• _About this exercise_: When the line containing "Stage 5: Write" is found in the data below, copy it and each line after it through the line containing "assert!(!request.keep_audio);", exactly and with no others.

• _Data under study_:
--- START ---

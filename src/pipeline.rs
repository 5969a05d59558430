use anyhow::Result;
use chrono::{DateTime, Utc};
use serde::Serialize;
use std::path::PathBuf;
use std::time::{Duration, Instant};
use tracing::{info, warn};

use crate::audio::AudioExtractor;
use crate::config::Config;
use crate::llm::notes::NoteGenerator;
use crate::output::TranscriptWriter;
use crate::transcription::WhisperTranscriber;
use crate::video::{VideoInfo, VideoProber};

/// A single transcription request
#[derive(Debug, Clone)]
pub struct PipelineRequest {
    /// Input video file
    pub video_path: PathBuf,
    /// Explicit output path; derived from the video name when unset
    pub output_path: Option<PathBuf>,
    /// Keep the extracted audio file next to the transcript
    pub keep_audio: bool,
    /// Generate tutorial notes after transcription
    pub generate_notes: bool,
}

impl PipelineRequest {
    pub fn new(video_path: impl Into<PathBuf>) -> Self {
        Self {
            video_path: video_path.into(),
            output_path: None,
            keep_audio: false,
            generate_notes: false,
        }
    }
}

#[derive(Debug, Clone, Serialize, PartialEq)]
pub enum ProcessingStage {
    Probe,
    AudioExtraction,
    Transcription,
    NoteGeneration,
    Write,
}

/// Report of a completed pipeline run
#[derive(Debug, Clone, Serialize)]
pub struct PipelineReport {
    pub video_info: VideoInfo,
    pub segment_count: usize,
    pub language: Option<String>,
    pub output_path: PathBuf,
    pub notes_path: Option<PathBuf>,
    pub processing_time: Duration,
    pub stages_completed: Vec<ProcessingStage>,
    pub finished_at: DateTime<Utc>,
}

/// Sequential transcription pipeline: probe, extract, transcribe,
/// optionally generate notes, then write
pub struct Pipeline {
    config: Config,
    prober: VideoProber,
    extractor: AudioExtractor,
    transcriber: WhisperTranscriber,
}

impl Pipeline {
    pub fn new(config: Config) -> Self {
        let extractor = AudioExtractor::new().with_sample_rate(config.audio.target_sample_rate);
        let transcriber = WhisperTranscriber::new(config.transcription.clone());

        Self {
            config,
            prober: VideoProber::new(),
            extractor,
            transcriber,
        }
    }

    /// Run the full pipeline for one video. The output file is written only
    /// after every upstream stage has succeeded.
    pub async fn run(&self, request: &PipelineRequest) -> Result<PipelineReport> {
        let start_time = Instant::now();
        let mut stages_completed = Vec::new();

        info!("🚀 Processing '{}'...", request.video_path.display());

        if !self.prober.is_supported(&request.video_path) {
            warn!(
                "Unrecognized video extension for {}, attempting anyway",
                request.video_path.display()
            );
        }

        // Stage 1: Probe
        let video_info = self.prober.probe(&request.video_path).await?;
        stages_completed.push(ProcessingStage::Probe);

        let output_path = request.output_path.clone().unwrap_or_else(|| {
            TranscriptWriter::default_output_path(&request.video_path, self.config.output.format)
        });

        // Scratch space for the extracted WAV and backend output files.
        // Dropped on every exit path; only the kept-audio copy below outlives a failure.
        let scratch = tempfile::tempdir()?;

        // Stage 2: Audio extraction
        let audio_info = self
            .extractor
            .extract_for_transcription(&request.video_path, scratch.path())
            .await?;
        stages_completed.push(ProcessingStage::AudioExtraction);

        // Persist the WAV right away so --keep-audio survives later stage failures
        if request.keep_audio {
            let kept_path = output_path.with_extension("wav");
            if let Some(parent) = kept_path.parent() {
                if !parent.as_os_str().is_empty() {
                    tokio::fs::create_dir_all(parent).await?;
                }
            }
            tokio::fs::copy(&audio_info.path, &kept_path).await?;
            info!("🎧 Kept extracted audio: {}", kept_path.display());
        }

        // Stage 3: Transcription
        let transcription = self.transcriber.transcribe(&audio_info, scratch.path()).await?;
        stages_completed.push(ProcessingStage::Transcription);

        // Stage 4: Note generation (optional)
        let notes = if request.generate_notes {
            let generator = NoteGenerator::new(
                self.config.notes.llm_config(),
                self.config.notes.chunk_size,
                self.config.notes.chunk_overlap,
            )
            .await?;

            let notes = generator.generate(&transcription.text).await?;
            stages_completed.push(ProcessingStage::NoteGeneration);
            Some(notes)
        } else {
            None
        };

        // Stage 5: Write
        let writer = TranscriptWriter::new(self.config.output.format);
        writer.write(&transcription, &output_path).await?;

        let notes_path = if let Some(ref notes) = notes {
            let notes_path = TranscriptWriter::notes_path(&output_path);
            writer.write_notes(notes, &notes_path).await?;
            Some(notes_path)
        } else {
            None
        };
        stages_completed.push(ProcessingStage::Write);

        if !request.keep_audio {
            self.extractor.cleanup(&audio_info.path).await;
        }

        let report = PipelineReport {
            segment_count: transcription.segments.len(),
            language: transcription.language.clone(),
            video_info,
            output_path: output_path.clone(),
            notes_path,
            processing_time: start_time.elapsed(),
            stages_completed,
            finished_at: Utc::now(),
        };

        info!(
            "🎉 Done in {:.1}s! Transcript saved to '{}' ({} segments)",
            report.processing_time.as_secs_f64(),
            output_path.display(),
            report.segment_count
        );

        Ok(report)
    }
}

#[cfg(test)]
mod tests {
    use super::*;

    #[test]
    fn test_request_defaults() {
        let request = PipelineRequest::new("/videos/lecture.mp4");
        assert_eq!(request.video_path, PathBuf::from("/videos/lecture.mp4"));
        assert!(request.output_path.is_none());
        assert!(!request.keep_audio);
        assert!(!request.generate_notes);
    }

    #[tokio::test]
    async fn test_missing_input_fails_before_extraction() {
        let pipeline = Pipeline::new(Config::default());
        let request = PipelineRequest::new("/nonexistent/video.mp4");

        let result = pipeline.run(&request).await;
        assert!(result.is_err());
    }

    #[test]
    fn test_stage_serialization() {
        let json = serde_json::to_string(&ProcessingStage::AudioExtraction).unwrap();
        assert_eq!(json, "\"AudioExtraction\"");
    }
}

--- END ---
--- START ---

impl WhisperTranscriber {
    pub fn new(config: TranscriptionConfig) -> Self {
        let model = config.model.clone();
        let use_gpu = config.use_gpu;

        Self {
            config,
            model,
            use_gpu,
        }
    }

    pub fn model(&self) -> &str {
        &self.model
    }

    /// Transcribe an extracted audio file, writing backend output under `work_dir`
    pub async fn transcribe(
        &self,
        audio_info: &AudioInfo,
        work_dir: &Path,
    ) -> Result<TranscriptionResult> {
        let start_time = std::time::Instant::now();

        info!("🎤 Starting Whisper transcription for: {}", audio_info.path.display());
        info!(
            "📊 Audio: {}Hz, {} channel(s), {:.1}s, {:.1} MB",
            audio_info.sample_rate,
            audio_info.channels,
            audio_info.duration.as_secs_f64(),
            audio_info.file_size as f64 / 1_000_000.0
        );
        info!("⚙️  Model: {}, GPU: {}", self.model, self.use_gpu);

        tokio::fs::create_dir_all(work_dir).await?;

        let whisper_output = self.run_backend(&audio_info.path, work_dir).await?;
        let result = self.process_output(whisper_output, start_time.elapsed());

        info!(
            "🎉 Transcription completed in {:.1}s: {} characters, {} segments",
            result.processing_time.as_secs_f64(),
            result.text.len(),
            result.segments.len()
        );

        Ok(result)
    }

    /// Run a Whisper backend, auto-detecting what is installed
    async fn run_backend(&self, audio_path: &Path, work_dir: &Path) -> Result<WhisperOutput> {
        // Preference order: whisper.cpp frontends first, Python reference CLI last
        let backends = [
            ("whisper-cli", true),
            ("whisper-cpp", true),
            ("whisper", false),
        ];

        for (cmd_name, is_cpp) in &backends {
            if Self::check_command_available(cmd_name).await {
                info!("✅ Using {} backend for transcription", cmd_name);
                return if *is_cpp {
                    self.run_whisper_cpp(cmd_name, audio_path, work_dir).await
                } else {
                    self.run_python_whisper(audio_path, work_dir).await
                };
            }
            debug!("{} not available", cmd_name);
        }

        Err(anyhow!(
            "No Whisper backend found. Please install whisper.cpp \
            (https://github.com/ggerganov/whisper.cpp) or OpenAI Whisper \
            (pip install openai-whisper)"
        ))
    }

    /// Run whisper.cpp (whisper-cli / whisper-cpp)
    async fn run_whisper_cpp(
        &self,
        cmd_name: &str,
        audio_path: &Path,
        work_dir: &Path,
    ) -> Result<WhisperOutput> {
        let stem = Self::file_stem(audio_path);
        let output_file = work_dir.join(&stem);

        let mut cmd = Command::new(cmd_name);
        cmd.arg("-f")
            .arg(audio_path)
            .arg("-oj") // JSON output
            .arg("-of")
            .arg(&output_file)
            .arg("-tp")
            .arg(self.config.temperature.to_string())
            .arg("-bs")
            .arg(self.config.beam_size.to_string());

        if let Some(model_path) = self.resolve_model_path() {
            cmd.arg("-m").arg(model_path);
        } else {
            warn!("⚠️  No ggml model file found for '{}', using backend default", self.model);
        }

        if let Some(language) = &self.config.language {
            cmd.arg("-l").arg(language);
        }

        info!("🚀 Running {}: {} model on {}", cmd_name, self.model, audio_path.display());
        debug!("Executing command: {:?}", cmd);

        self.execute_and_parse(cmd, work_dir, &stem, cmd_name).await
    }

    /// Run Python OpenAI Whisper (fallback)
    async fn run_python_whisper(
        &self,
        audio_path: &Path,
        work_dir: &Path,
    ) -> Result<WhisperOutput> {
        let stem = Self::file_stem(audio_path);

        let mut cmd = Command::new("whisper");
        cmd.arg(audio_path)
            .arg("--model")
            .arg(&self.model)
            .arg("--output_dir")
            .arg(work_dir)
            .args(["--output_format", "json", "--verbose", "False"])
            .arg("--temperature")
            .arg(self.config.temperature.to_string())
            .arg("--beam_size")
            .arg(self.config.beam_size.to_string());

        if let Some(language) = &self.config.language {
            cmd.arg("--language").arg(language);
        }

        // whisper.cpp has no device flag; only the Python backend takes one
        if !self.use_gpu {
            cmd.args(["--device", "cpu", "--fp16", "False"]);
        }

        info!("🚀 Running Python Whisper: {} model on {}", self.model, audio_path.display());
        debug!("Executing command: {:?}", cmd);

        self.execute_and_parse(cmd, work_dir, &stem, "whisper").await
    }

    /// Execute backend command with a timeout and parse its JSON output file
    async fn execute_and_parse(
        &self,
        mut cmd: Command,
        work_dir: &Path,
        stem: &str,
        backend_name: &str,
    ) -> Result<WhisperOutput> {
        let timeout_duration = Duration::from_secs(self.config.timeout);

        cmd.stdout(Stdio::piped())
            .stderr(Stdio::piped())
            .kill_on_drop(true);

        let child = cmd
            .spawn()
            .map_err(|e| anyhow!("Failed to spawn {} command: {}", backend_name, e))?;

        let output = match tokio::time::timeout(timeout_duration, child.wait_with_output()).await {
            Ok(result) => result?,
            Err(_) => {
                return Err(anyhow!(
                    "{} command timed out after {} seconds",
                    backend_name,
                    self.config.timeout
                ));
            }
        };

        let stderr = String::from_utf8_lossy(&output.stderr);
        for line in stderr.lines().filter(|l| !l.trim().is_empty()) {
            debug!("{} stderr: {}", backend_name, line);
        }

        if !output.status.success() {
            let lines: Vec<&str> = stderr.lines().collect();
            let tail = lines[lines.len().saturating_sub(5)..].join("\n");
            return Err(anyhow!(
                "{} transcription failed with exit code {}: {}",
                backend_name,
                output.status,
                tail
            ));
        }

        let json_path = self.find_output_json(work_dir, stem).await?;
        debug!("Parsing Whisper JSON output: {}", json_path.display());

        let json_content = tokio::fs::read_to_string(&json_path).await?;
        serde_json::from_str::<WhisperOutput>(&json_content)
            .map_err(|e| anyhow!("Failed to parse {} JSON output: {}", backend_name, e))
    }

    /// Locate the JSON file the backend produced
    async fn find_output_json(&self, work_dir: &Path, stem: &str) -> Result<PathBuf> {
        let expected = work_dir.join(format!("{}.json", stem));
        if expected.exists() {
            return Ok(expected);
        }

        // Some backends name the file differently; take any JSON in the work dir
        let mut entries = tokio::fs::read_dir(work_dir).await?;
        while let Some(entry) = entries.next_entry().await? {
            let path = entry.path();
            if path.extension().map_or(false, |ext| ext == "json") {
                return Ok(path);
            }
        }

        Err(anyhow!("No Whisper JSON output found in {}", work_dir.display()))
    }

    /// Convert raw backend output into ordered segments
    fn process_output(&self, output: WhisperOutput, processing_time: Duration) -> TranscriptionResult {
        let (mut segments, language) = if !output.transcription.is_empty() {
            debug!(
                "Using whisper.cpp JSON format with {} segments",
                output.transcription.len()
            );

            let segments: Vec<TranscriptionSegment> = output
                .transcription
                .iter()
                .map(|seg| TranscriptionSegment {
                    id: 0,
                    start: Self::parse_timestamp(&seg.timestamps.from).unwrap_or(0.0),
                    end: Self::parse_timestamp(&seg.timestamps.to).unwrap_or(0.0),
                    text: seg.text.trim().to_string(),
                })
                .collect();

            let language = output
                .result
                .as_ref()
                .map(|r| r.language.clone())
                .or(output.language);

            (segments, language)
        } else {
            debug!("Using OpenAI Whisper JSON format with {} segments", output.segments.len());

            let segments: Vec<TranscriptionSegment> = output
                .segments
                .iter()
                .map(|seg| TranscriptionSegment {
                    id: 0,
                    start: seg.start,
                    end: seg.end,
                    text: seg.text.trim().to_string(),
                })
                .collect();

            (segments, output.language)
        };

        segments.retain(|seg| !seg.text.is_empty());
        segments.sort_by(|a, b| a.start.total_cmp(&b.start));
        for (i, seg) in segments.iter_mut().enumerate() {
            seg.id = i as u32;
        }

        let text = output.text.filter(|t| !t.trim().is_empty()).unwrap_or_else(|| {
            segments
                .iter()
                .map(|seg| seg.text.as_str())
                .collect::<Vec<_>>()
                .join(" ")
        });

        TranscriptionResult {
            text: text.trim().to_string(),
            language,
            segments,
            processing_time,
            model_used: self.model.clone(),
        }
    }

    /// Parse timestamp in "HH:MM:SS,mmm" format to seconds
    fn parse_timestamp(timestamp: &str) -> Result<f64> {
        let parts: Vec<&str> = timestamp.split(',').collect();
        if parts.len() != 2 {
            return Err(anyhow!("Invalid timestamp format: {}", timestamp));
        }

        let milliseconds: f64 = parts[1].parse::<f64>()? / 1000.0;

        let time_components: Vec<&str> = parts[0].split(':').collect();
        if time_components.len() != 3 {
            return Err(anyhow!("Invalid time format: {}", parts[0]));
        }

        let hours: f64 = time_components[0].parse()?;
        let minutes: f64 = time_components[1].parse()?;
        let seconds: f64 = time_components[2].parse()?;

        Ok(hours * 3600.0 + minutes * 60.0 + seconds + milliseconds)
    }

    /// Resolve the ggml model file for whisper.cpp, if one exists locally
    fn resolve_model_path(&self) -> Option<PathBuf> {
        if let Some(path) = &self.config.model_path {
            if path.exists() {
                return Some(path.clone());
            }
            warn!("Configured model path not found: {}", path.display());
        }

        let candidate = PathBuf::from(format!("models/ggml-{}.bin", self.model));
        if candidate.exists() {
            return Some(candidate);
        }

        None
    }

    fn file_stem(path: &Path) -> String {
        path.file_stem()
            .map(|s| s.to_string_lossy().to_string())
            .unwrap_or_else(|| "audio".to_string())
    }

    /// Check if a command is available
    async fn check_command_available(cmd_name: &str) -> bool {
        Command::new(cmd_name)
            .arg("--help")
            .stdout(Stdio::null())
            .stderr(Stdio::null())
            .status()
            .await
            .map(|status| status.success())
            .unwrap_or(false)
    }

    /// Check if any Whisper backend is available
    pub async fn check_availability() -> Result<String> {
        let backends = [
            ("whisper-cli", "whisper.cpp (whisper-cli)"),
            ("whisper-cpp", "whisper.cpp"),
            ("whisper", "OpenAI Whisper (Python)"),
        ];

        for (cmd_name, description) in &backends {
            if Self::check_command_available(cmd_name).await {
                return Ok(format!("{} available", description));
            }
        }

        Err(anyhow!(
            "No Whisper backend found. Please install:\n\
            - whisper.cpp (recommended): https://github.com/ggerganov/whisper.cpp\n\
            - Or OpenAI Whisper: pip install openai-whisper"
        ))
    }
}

--- END ---

• _Solved exercise_:
        // Stage 5: Write
        let writer = TranscriptWriter::new(self.config.output.format);
        writer.write(&transcription, &output_path).await?;

        let notes_path = if let Some(ref notes) = notes {
            let notes_path = TranscriptWriter::notes_path(&output_path);
            writer.write_notes(notes, &notes_path).await?;
            Some(notes_path)
        } else {
            None
        };
        stages_completed.push(ProcessingStage::Write);

        if !request.keep_audio {
            self.extractor.cleanup(&audio_info.path).await;
        }

        let report = PipelineReport {
            segment_count: transcription.segments.len(),
            language: transcription.language.clone(),
            video_info,
            output_path: output_path.clone(),
            notes_path,
            processing_time: start_time.elapsed(),
            stages_completed,
            finished_at: Utc::now(),
        };

        info!(
            "🎉 Done in {:.1}s! Transcript saved to '{}' ({} segments)",
            report.processing_time.as_secs_f64(),
            output_path.display(),
            report.segment_count
        );

        Ok(report)
    }
}

#[cfg(test)]
mod tests {
    use super::*;

    #[test]
    fn test_request_defaults() {
        let request = PipelineRequest::new("/videos/lecture.mp4");
        assert_eq!(request.video_path, PathBuf::from("/videos/lecture.mp4"));
        assert!(request.output_path.is_none());
        assert!(!request.keep_audio);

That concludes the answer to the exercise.